東日本大震災10周年追悼シンポジウム(2021.7.4)

 7月4日(日)13時から、全国経済同友会東日本大震災10周年追悼シンポジウムが仙台市にて開催された。リアルとオンラインの併用で約220名が参加し、本会からは島事務局長がオンラインで参加した。

 櫻田謙悟氏((公社)経済同友会代表幹事)の挨拶で開会し、追悼式典が行われ、犠牲になられた方々を追悼した。その後、基調講演ならびに3つのセッションが実施され、被災地の現状や今後の課題、具体的な政策など幅広く議論が展開された。最後に、古市健氏(関西経済同友会代表幹事)が総括され、閉会の運びとなった。

 

◇プログラム

<追悼式典>

 東日本大震災の発生から今日までの10年間を振り返り、犠牲になられた方々を追悼するとともに、被災地の復興とIPPO IPPO NIPPON プロジェクトが応援した若者たちの”今”を共有する。

 

<基調講演>

 震災発生直後から復旧期、さらに現在までの10年間の政府・自治体・企業の取り組みを総括して、これからの災害対応のあり方と官民の役割を考える。

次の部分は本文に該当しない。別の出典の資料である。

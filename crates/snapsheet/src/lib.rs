//! Draggable bottom sheet controller with snap points
//!
//! [`BottomSheet`] ties the snap point and gesture core to a host UI layer
//! through the [`SheetHost`] trait: the host forwards measurements and
//! pointer events, the sheet answers with heights to render and fires
//! open/close/snap callbacks when it settles.

mod backdrop;
mod callbacks;
mod color;
mod config;
mod error;
mod host;
mod sheet;

pub use backdrop::*;
pub use callbacks::*;
pub use color::*;
pub use config::*;
pub use error::*;
pub use host::*;
pub use sheet::*;

pub use snapsheet_animation::{AnimationSpec, Easing};
pub use snapsheet_core::{
    ExcludedTargets, ExclusionZone, MonotonicClock, PointerEvent, PointerEventKind, PointerType,
    TargetId, Viewport,
};

pub mod prelude {
    pub use crate::backdrop::BackdropFill;
    pub use crate::callbacks::SheetCallbacks;
    pub use crate::config::SheetConfig;
    pub use crate::host::SheetHost;
    pub use crate::sheet::BottomSheet;
    pub use snapsheet_core::{PointerEvent, TargetId, Viewport};
}
//! The fixed builtin environment: primitive type objects, the import and
//! numberToString tasks, and the operator methods on Float64 and String.
//!
//! Assembly is two-phase: objects are mutated freely in here, then frozen
//! into an immutable root shared behind `Arc`. Nothing global; every
//! context carries its own handle.

use std::sync::Arc;

use crate::ast::{
    Argument, AstKind, AstNode, ObjectNode, TaskDependency, TaskNode, TaskOutcome,
};
use crate::ctx::BuilderContext;
use crate::span::Location;

pub const BUILTIN_PREFIX: &str = "__builtin__";

const BUILTIN_TYPE_NAMES: &[&str] = &[
    "Bool", "Float64", "String", "Effect", "Function", "Any", "Void",
];

pub struct BuiltinEnv {
    root: AstNode,
}

impl BuiltinEnv {
    pub fn new() -> BuiltinEnv {
        let type_type = make_type_object("Type", None);
        let mut float64 = make_type_object("Float64", Some(type_type.clone()));
        let mut string = make_type_object("String", Some(type_type.clone()));

        for (name, op) in [
            ("+", std::ops::Add::add as fn(f64, f64) -> f64),
            ("-", std::ops::Sub::sub),
            ("*", std::ops::Mul::mul),
            ("/", std::ops::Div::div),
        ] {
            let task = number_operator_task(
                format!("{BUILTIN_PREFIX}.Float64.{name}"),
                float64.clone(),
                op,
            );
            let fn_node = make_function(&[("left", float64.clone()), ("right", float64.clone())], task);
            add_member(&mut float64, name, fn_node);
        }
        {
            let task = string_concat_task(string.clone());
            let fn_node = make_function(&[("left", string.clone()), ("right", string.clone())], task);
            add_member(&mut string, "+", fn_node);
        }

        let mut root = AstNode::new(
            Location::Builtin,
            AstKind::Object(ObjectNode::new(BUILTIN_PREFIX, None)),
        );
        add_member(&mut root, "Type", type_type.clone());
        for name in BUILTIN_TYPE_NAMES {
            let object = match *name {
                "Float64" => float64.clone(),
                "String" => string.clone(),
                _ => make_type_object(name, Some(type_type.clone())),
            };
            add_member(&mut root, name, object);
        }

        let any = match &root.kind {
            AstKind::Object(object) => match object.get_member("Any") {
                Some(any) => any.clone(),
                None => unreachable!(),
            },
            _ => unreachable!(),
        };
        add_member(
            &mut root,
            "import",
            make_function(&[("path", string.clone())], import_task(any)),
        );
        add_member(
            &mut root,
            "numberToString",
            make_function(
                &[("number", float64.clone())],
                number_to_string_task(string.clone()),
            ),
        );

        BuiltinEnv { root }
    }

    pub fn new_shared() -> Arc<BuiltinEnv> {
        Arc::new(BuiltinEnv::new())
    }

    /// The builtin module object, as returned by `#import "builtin"`.
    pub fn root(&self) -> &AstNode {
        &self.root
    }

    pub fn get(&self, name: &str) -> Option<&AstNode> {
        match &self.root.kind {
            AstKind::Object(object) => object.get_member(name),
            _ => unreachable!(),
        }
    }

    /// A builtin type object by bare name. Missing names are a malformed
    /// builtin table, not a user error.
    pub fn builtin_type(&self, name: &str) -> &AstNode {
        match self.get(name) {
            Some(node) => node,
            None => unreachable!("no builtin type named '{name}'"),
        }
    }
}

impl Default for BuiltinEnv {
    fn default() -> Self {
        BuiltinEnv::new()
    }
}

fn make_type_object(name: &str, prototype: Option<AstNode>) -> AstNode {
    let mut object = ObjectNode::new(format!("{BUILTIN_PREFIX}.{name}"), prototype);
    object.add_member("builtinTag", AstNode::string(Location::Builtin, name));
    AstNode::new(Location::Builtin, AstKind::Object(object))
}

fn add_member(node: &mut AstNode, name: &str, value: AstNode) {
    match &mut node.kind {
        AstKind::Object(object) => object.add_member(name, value),
        _ => unreachable!(),
    }
}

/// Wraps a task in a chain of single-argument functions, recording each
/// parameter as a task dependency so the task sees the bound arguments.
fn make_function(args: &[(&str, AstNode)], mut task: TaskNode) -> AstNode {
    for (name, _) in args {
        task.dependencies.push(TaskDependency {
            name: (*name).to_string(),
            value: AstNode::identifier(Location::Builtin, *name),
        });
    }
    let mut last = AstNode::new(Location::Builtin, AstKind::BuiltinTask(task));
    for (name, ty) in args.iter().rev() {
        last = AstNode::new(
            Location::Builtin,
            AstKind::Function {
                arg: Argument {
                    location: Location::Builtin,
                    name: (*name).to_string(),
                    ty: Box::new(ty.clone()),
                },
                body: vec![last],
                only_resolve_on_full_call: true,
            },
        );
    }
    last
}

fn number_operator_task(
    codegen_id: String,
    output_type: AstNode,
    op: fn(f64, f64) -> f64,
) -> TaskNode {
    TaskNode {
        codegen_id,
        dependencies: Vec::new(),
        type_fn: Arc::new(move |_ctx| output_type.clone()),
        eval_fn: Arc::new(move |ctx, task| {
            ctx.with_resolve(|ctx| {
                let left = task.eval_dependency(ctx, "left");
                let right = task.eval_dependency(ctx, "right");
                match (&left.kind, &right.kind) {
                    (AstKind::Number(l), AstKind::Number(r)) if ctx.resolve.do_resolve() => {
                        TaskOutcome::Done(AstNode::number(Location::Builtin, op(*l, *r)))
                    }
                    _ => TaskOutcome::Pending,
                }
            })
        }),
    }
}

fn string_concat_task(string_type: AstNode) -> TaskNode {
    TaskNode {
        codegen_id: format!("{BUILTIN_PREFIX}.String.+"),
        dependencies: Vec::new(),
        type_fn: Arc::new(move |_ctx| string_type.clone()),
        eval_fn: Arc::new(|ctx, task| {
            ctx.with_resolve(|ctx| {
                let left = task.eval_dependency(ctx, "left");
                let right = task.eval_dependency(ctx, "right");
                match (&left.kind, &right.kind) {
                    (AstKind::String(l), AstKind::String(r)) if ctx.resolve.do_resolve() => {
                        TaskOutcome::Done(AstNode::string(
                            Location::Builtin,
                            format!("{l}{r}"),
                        ))
                    }
                    _ => TaskOutcome::Pending,
                }
            })
        }),
    }
}

fn number_to_string_task(string_type: AstNode) -> TaskNode {
    TaskNode {
        codegen_id: "numberToString".to_string(),
        dependencies: Vec::new(),
        type_fn: Arc::new(move |_ctx| string_type.clone()),
        eval_fn: Arc::new(|ctx, task| {
            ctx.with_resolve(|ctx| {
                let number = task.eval_dependency(ctx, "number");
                match &number.kind {
                    AstKind::Number(value) => TaskOutcome::Done(AstNode::string(
                        Location::Builtin,
                        value.to_string(),
                    )),
                    _ => TaskOutcome::Pending,
                }
            })
        }),
    }
}

/// `import "builtin"` yields the builtin module object itself; other
/// paths stay pending here and are handled by the module driver.
fn import_task(any_type: AstNode) -> TaskNode {
    TaskNode {
        codegen_id: String::new(),
        dependencies: Vec::new(),
        type_fn: Arc::new(move |_ctx| any_type.clone()),
        eval_fn: Arc::new(|ctx: &mut BuilderContext, task| {
            ctx.with_resolve(|ctx| {
                let path = task.eval_dependency(ctx, "path");
                match &path.kind {
                    AstKind::String(path) if path == "builtin" => {
                        TaskOutcome::Done(ctx.builtins.root().clone())
                    }
                    AstKind::String(_) => TaskOutcome::Pending,
                    _ => TaskOutcome::Pending,
                }
            })
        }),
    }
}

#[cfg(test)]
mod tests {
    use super::*;

    #[test]
    fn type_objects_sit_on_the_type_prototype_chain() {
        let env = BuiltinEnv::new();
        let ctx = BuilderContext::new(BuiltinEnv::new_shared());
        for name in BUILTIN_TYPE_NAMES {
            assert!(env.builtin_type(name).is_type(&ctx), "{name} must be a type");
        }
        assert!(env.builtin_type("Type").is_type(&ctx));
    }

    #[test]
    fn float64_carries_arithmetic_operators() {
        let env = BuiltinEnv::new();
        let AstKind::Object(float64) = &env.builtin_type("Float64").kind else {
            panic!("Float64 is not an object");
        };
        for op in ["+", "-", "*", "/"] {
            assert!(float64.get_member(op).is_some(), "missing operator {op}");
        }
    }

    #[test]
    fn environments_are_independent() {
        let a = BuiltinEnv::new();
        let b = BuiltinEnv::new();
        assert_ne!(a.root().id, b.root().id);
    }
}
/// Macro to return early with an error
#[macro_export]
macro_rules! bail {
    ($($arg:tt)*) => {
        return Err($crate::error::Error::Generic(format!($($arg)*)))
    };
}
use std::fmt;

use crate::span::Location;

/// A user-facing diagnostic: a headline message plus any number of source
/// indicators pointing at the locations that explain it.
///
/// Rendering with source windows lives in `iota-module`; here we only keep
/// the structure and a plain `Display` for logs and engine errors.
#[derive(Debug, Clone, PartialEq)]
pub struct CompileError {
    pub message: String,
    pub indicators: Vec<Indicator>,
}

/// One location annotation attached to a [`CompileError`] or to a
/// top-level evaluation result.
#[derive(Debug, Clone, PartialEq)]
pub struct Indicator {
    pub location: Location,
    pub message: String,
}

impl CompileError {
    pub fn new(message: impl Into<String>) -> CompileError {
        CompileError {
            message: message.into(),
            indicators: Vec::new(),
        }
    }

    pub fn indicator(mut self, location: Location, message: impl Into<String>) -> CompileError {
        self.indicators.push(Indicator {
            location,
            message: message.into(),
        });
        self
    }
}

impl Indicator {
    pub fn new(location: Location, message: impl Into<String>) -> Indicator {
        Indicator {
            location,
            message: message.into(),
        }
    }
}

impl fmt::Display for CompileError {
    fn fmt(&self, f: &mut fmt::Formatter<'_>) -> fmt::Result {
        write!(f, "{}", self.message)?;
        for indicator in &self.indicators {
            write!(f, "\n  at {}: {}", indicator.location, indicator.message)?;
        }
        Ok(())
    }
}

演 題: 「東日本大震災からの10年間を振り返って」

来 賓: 岡本 全勝 氏(元内閣官房参与/元復興庁事務次官)

 

<第1セッション>

「これからの東北・被災地の活力創出」

 自己革新による活力創出を東北・被災地の企業経営・経済活動に組み込んでいくための方策を検討し、人口減や過疎化に苦慮する各地に道筋を示す。

モデレータ: 木村惠司 氏(経済同友会防災・震災復興委員会 前委員長/三菱地所 特別顧問)

パネリスト: 大山健太郎 氏(仙台経済同友会 終身幹事/アイリスオーヤマ取締役会長)甘竹秀企 氏(アマタケ取締役社長)植田拓郎 氏(東北大学理事(産学連携担当)・産学連携機構長)

 

<第2セッション>

「福島再生への展望」

 福島第一原子力発電所の廃炉作業の進捗を確認するとともに、福島再生の鍵を担う産業集積と人材育成の取り組み・好循環の創出に向けた課題を議論する。

モデレータ: 末宗徹郎 氏(福島復興再生総局 事務局長)

パネリスト: 髙原一嘉 氏(東京電力ホールディングス 福島復興本社代表)阿部隆彦 氏(福島経済同友会代表幹事/福島商事取締役会長)伊藤泰夫 氏(福島イノベーション・コースト構想推進機構専務理事)

 

<第3セッション>

 「3.11の教訓と災害対応の課題」

 東日本大震災を振り返って災害対応の課題と緊急支援の限界を整理したうえで、企業は災害にいかに備え、社会・経済活動の継続にいかに貢献するべきかを考える。